Kadınların sosyal hayata “iş gücü” olarak katılımı, onların cinayetlere kurban olmalarına yol açtı. Atölyelerde erkeklere nazaran daha ucuz iş gücü oldukları için yoğun olarak kadınlar istihdam edilirken, erkekler işsiz kaldı. Ekonomik kaynaklar konusunda on yıllardır devam eden bu rekabetin, maço kültürle çarpıştığı noktada çalışan kadınlar hedef alınarak katledildi. Bir yandan evinin kadını, çocuklarının anası olması beklenen kadının, kendisine biçilen bu rolü gerçekleştirmeyip çalışmak için evden ayrılması, diğer yandan ise erkeklerin hali hazırda sahip oldukları hakimiyet alanlarını kaybetmesi, bölgedeki maço kültürün daha da agresifleşmesi ile kadınlara duyulan nefreti ve kadın cinayetlerini tetikledi.
Buna karşılık, günde yaklaşık 8-9 lira kadar bir para için 12 saat çalışan kadınlar da ucuz iş gücü olarak kullanıldığını ve en ufak “daralmada” işten ilk atılacak olduğunu bilirler. İster evde ister fabrikada olsun, kadının kapitalizm içindeki bu pozisyonu onu kullanılıp atılabilir bir özne haline getirir.
Durum böyleyken kadınların korkunç işkencelere maruz kalması, tecavüze uğraması, öldürülmesi kapitalist kültür içinde önemsiz bir ayrıntı, bir teferruattır.
Juarez ‘de yaklaşık 20 yıldır devam eden bu cinayetler, bu topraklardan da çok alışkın olduğumuz bir manzarayı ortaya koyuyor. Art arda gelen cinayetlerin ardından polis birkaç kişiyi gözaltına alıyor, sorguluyor, mahkemeye çıkarıyor, yargılıyor, suçlu buluyor, masum buluyor, hapse tıkıyor, serbest bırakıyor. Tüm bunlar birbiri ardına sıralanıyor fakat polisin de yargının da devletin de bizzat dahil olduğu bu sistematik katliam devam ederken, Juarez’in kadınları kardeşleri için, yaşamları için adalet için mücadele etmeye devam ediyor.

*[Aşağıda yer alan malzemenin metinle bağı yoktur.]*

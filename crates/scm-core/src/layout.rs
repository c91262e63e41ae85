//! On-disk layout of the figure folders.

use std::fs;
use std::io;
use std::path::{Path, PathBuf};

use crate::error::Result;

/// Create `dir` (and parents) unless it already exists as a directory.
/// Anything else in the way, or a real I/O failure, is an error.
pub fn ensure_dir(dir: &Path) -> Result<()> {
    match fs::create_dir_all(dir) {
        Ok(()) => Ok(()),
        Err(e) if e.kind() == io::ErrorKind::AlreadyExists && dir.is_dir() => Ok(()),
        Err(e) => Err(e.into()),
    }
}

/// `<plots_dir>/<folder>/` and its `all_variables/` sub-folder.
#[derive(Debug, Clone)]
pub struct PlotFolders {
    pub main: PathBuf,
    pub all_variables: PathBuf,
}

impl PlotFolders {
    pub fn new(plots_dir: &Path, folder: &str) -> Self {
        let main = plots_dir.join(folder);
        let all_variables = main.join("all_variables");
        Self { main, all_variables }
    }

    /// Idempotent: safe to call before every test of a case.
    pub fn prepare(&self, with_all_variables: bool) -> Result<()> {
        ensure_dir(&self.main)?;
        if with_all_variables {
            ensure_dir(&self.all_variables)?;
        }
        Ok(())
    }
}
#[cfg(test)]
mod tests {
    use std::fs;

    use super::*;
    use crate::dataset::{MemoryDataset, RawVariable};
    use crate::readers::{self, Field, Kind};

    const NT: usize = 7;
    const NZ: usize = 6;

    /// Dataset holding every field of `fields`: hourly output, 200 m levels.
    fn dataset(fields: &[Field]) -> MemoryDataset {
        let mut ds = MemoryDataset::new("plot fixture");
        for f in fields {
            let var = match f.kind {
                Kind::TimeAxis => RawVariable::new(vec![NT], (0..NT).map(|i| i as f64 * 3600.0).collect()),
                Kind::HeightAxis => RawVariable::new(vec![NZ], (0..NZ).map(|k| 100.0 + k as f64 * 200.0).collect()),
                Kind::Series => RawVariable::new(vec![NT], (0..NT).map(|i| (i as f64).sin()).collect()),
                Kind::Profile => RawVariable::new(
                    vec![NT, NZ],
                    (0..NT * NZ).map(|i| 1.0 + 0.01 * i as f64).collect(),
                ),
            };
            ds.insert(f.path(), var);
        }
        ds
    }

    fn read(fields: &[Field], reader: fn(&dyn crate::dataset::Dataset) -> Result<PlotData>) -> PlotData {
        reader(&dataset(fields)).unwrap()
    }

    fn non_empty_pdf(path: &Path) -> bool {
        fs::read(path).map(|b| b.starts_with(b"%PDF")).unwrap_or(false)
    }

    #[test]
    fn profile_figures_render() {
        let dir = tempfile::tempdir().unwrap();
        let scm = read(readers::SCM_SERIES, readers::read_data_srs);
        let les = read(readers::LES_SERIES, readers::read_les_data_srs);
        let data = Comparison::new(&scm, &les);
        let window = PlotWindow::hours(3.0, 6.0).with_heights(0.0, 0.8);

        plot_closures(data, &window, "closures.pdf", dir.path()).unwrap();
        plot_humidities(data, &window, "humidities.pdf", dir.path()).unwrap();
        plot_updraft_properties(data, &window, "updraft.pdf", dir.path()).unwrap();
        plot_fluxes(data, &window, "fluxes.pdf", dir.path()).unwrap();
        plot_tke_components(data, &window, "tke_components.pdf", dir.path()).unwrap();
        plot_tke_breakdown(data, &window, "tke_breakdown.pdf", dir.path()).unwrap();
        plot_var_covar_mean(data, &window, "var_covar_mean.pdf", dir.path()).unwrap();
        plot_var_covar_components(&scm, &window, "var_covar_components.pdf", dir.path()).unwrap();
        plot_mean(data, &window, dir.path()).unwrap();

        for name in ["closures.pdf", "tke_breakdown.pdf", "var_covar_components.pdf", "mean_qt_mean.pdf"] {
            assert!(non_empty_pdf(&dir.path().join(name)), "{name}");
        }
    }

    #[test]
    fn contours_render_with_and_without_fixed_bounds() {
        let dir = tempfile::tempdir().unwrap();
        let scm = read(readers::SCM_SERIES, readers::read_data_srs);
        let les = read(readers::LES_SERIES, readers::read_les_data_srs);
        let data = Comparison::new(&scm, &les);

        plot_timeseries(data, None, None, dir.path()).unwrap();
        assert!(non_empty_pdf(&dir.path().join("contour_ql_mean.pdf")));

        let bounds = vec![ColorBounds::new(0.0, 2.0); CONTOUR_VARIABLES.len()];
        plot_timeseries(data, Some(&bounds), Some((0.0, 0.5)), dir.path()).unwrap();
    }

    #[test]
    fn bounds_list_must_match_variable_list() {
        let dir = tempfile::tempdir().unwrap();
        let scm = read(readers::SCM_SERIES, readers::read_data_srs);
        let les = read(readers::LES_SERIES, readers::read_les_data_srs);
        let err = plot_timeseries(Comparison::new(&scm, &les), Some(&[ColorBounds::new(0.0, 1.0)]), None, dir.path())
            .unwrap_err();
        assert!(matches!(err, ScmError::BoundsMismatch { count: 1, .. }));
    }

    #[test]
    fn timeseries_and_main_figures_render() {
        let dir = tempfile::tempdir().unwrap();
        let scm = read(readers::SCM_SERIES, readers::read_data_srs);
        let les = read(readers::LES_SERIES, readers::read_les_data_srs);
        let scm_t = read(readers::SCM_TIMESERIES, readers::read_data_timeseries);
        let les_t = read(readers::LES_TIMESERIES, readers::read_les_data_timeseries);

        plot_timeseries_1d(Comparison::new(&scm_t, &les_t), "Rico_", dir.path()).unwrap();
        assert!(non_empty_pdf(&dir.path().join("Rico_timeseries_lwp_mean.pdf")));

        plot_main_timeseries(
            Comparison::new(&scm_t, &les_t),
            Comparison::new(&scm, &les),
            "main.pdf",
            Some([ColorBounds::new(0.0, 0.05), ColorBounds::new(0.0, 5.0)]),
            Some((0.0, 4.0)),
            dir.path(),
        )
        .unwrap();
        assert!(non_empty_pdf(&dir.path().join("main.pdf")));
    }

    #[test]
    fn bubble_figures_render() {
        let dir = tempfile::tempdir().unwrap();
        let scm = read(readers::SCM_BUBBLE, readers::read_scm_bubble);
        let les = read(readers::LES_BUBBLE, readers::read_les_bubble);
        plot_bubble(Comparison::new(&scm, &les), dir.path()).unwrap();
        assert!(non_empty_pdf(&dir.path().join("bubble_updraft_w.pdf")));
    }

    #[test]
    fn missing_key_fails_the_figure() {
        let dir = tempfile::tempdir().unwrap();
        let scm = read(readers::SCM_SERIES, readers::read_data_srs);
        // Reference timeseries lack every profile key.
        let les = read(readers::LES_TIMESERIES, readers::read_les_data_timeseries);
        let err = plot_humidities(Comparison::new(&scm, &les), &PlotWindow::hours(0.0, 6.0), "h.pdf", dir.path())
            .unwrap_err();
        assert!(matches!(err, ScmError::MissingKey(_)));
        assert!(!dir.path().join("h.pdf").exists());
    }

    #[test]
    fn window_outside_the_run_is_reported() {
        let dir = tempfile::tempdir().unwrap();
        let scm = read(readers::SCM_SERIES, readers::read_data_srs);
        let les = read(readers::LES_SERIES, readers::read_les_data_srs);
        let err = plot_fluxes(Comparison::new(&scm, &les), &PlotWindow::hours(22.0, 24.0), "f.pdf", dir.path())
            .unwrap_err();
        assert!(matches!(err, ScmError::EmptyWindow { .. }));
    }
}
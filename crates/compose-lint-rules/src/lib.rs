//! # compose-lint-rules
//!
//! Built-in Jetpack Compose lint rules for compose-lint.
//!
//! Every rule implements [`Rule`] and reads its options from the
//! `[compose]` table of `compose-lint.toml` (or `compose_*` properties in
//! `.editorconfig`).
//!
//! ## Available Rules
//!
//! | Code | Name | Description |
//! |------|------|-------------|
//! | CL001 | `composable-naming` | Unit composables are PascalCase, value-returning ones camelCase |
//! | CL002 | `composition-local-allowlist` | Only allow-listed CompositionLocals may be declared |
//! | CL003 | `composition-local-naming` | CompositionLocals are named `LocalX` |
//! | CL004 | `content-emitter-returning-values` | Composables either emit content or return a value |
//! | CL005 | `content-slot-reused` | Content slots are invoked at most once |
//! | CL006 | `content-trailing-lambda` | `content` slots are the trailing parameter |
//! | CL007 | `defaults-visibility` | `XDefaults` objects are as visible as `X` |
//! | CL008 | `lambda-param-in-effect` | Lambda parameters in effects are keys or `rememberUpdatedState` |
//! | CL009 | `material2` | Material 2 imports are not used (opt-in) |
//! | CL010 | `modifier-clickable-order` | `clickable` comes after shape modifiers |
//! | CL011 | `modifier-composable` | Modifier factories are not `@Composable` |
//! | CL012 | `modifier-composed` | Modifier factories don't use `composed {}` |
//! | CL013 | `modifier-missing` | Content-emitting composables take a modifier |
//! | CL014 | `modifier-naming` | Modifier parameters are named `modifier` or `xModifier` |
//! | CL015 | `modifier-not-used-at-root` | The modifier is applied to the root layout |
//! | CL016 | `modifier-reused` | The modifier is used by one layout only |
//! | CL017 | `modifier-without-default` | Modifier parameters default to `Modifier` |
//! | CL018 | `multiple-content-emitters` | Composables emit from a single top-level point |
//! | CL019 | `mutable-params` | Parameters are not mutable collections or state |
//! | CL020 | `mutable-state-autoboxing` | Primitive state uses `mutableIntStateOf` and friends |
//! | CL021 | `parameter-naming` | Event lambdas are named in present tense |
//! | CL022 | `parameter-order` | Required, modifier, optional, trailing lambda |
//! | CL023 | `preview-public` | Previews are not public |
//! | CL024 | `remember-missing` | State objects are wrapped in `remember` |
//! | CL025 | `unstable-collections` | `List`/`Set`/`Map` parameters are avoided (opt-in) |
//! | CL026 | `viewmodel-forwarding` | ViewModels are not forwarded to other composables |
//! | CL027 | `viewmodel-injection` | ViewModels are injected through parameters |
//!
//! ## Usage
//!
//! ```ignore
//! use compose_lint_core::Analyzer;
//! use compose_lint_rules::{ModifierMissing, ModifierReused};
//!
//! let analyzer = Analyzer::builder()
//!     .root("./app/src")
//!     .rule(ModifierMissing::new())
//!     .rule(ModifierReused::new())
//!     .build()?;
//! ```

#![forbid(unsafe_code)]
#![warn(missing_docs)]

mod composable_naming;
mod composition_local_allowlist;
mod composition_local_naming;
mod content_emitter_returning_values;
mod content_slot_reused;
mod content_trailing_lambda;
mod defaults_visibility;
mod lambda_param_in_effect;
mod material2;
mod modifier_clickable_order;
mod modifier_composable;
mod modifier_composed;
mod modifier_missing;
mod modifier_naming;
mod modifier_not_used_at_root;
mod modifier_reused;
mod modifier_without_default;
mod multiple_content_emitters;
mod mutable_params;
mod mutable_state_autoboxing;
mod parameter_naming;
mod parameter_order;
mod presets;
mod preview_public;
mod remember_missing;
mod support;
mod unstable_collections;
mod viewmodel_forwarding;
mod viewmodel_injection;

#[cfg(test)]
mod testing;

pub use composable_naming::ComposableNaming;
pub use composition_local_allowlist::CompositionLocalAllowlist;
pub use composition_local_naming::CompositionLocalNaming;
pub use content_emitter_returning_values::ContentEmitterReturningValues;
pub use content_slot_reused::ContentSlotReused;
pub use content_trailing_lambda::ContentTrailingLambda;
pub use defaults_visibility::DefaultsVisibility;
pub use lambda_param_in_effect::LambdaParamInEffect;
pub use material2::Material2;
pub use modifier_clickable_order::ModifierClickableOrder;
pub use modifier_composable::ModifierComposable;
pub use modifier_composed::ModifierComposed;
pub use modifier_missing::ModifierMissing;
pub use modifier_naming::ModifierNaming;
pub use modifier_not_used_at_root::ModifierNotUsedAtRoot;
pub use modifier_reused::ModifierReused;
pub use modifier_without_default::ModifierWithoutDefault;
pub use multiple_content_emitters::MultipleContentEmitters;
pub use mutable_params::MutableParams;
pub use mutable_state_autoboxing::MutableStateAutoboxing;
pub use parameter_naming::ParameterNaming;
pub use parameter_order::ParameterOrder;
pub use presets::{all_rules, recommended_rules, Preset};
pub use preview_public::PreviewPublic;
pub use remember_missing::RememberMissing;
pub use unstable_collections::UnstableCollections;
pub use viewmodel_forwarding::ViewModelForwarding;
pub use viewmodel_injection::ViewModelInjection;

/// Re-export core types for convenience.
pub use compose_lint_core::{Rule, Severity, Violation};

1999 yılında Juarez’de kadınlar ilk defa Tecavüz ve Cinsel Saldırı Kriz Merkezi Casa Amiga’yı kurdular. Bunun ardından 2002 yılında toplumsal adalet hareketi olarak “Ni Una Mas” (Biri daha asla) kuruldu ve hem yerel hem de uluslararası anlamda Juarez’de yaşananları duyurmak ve durdurmak için çalışma yürütüyorlar.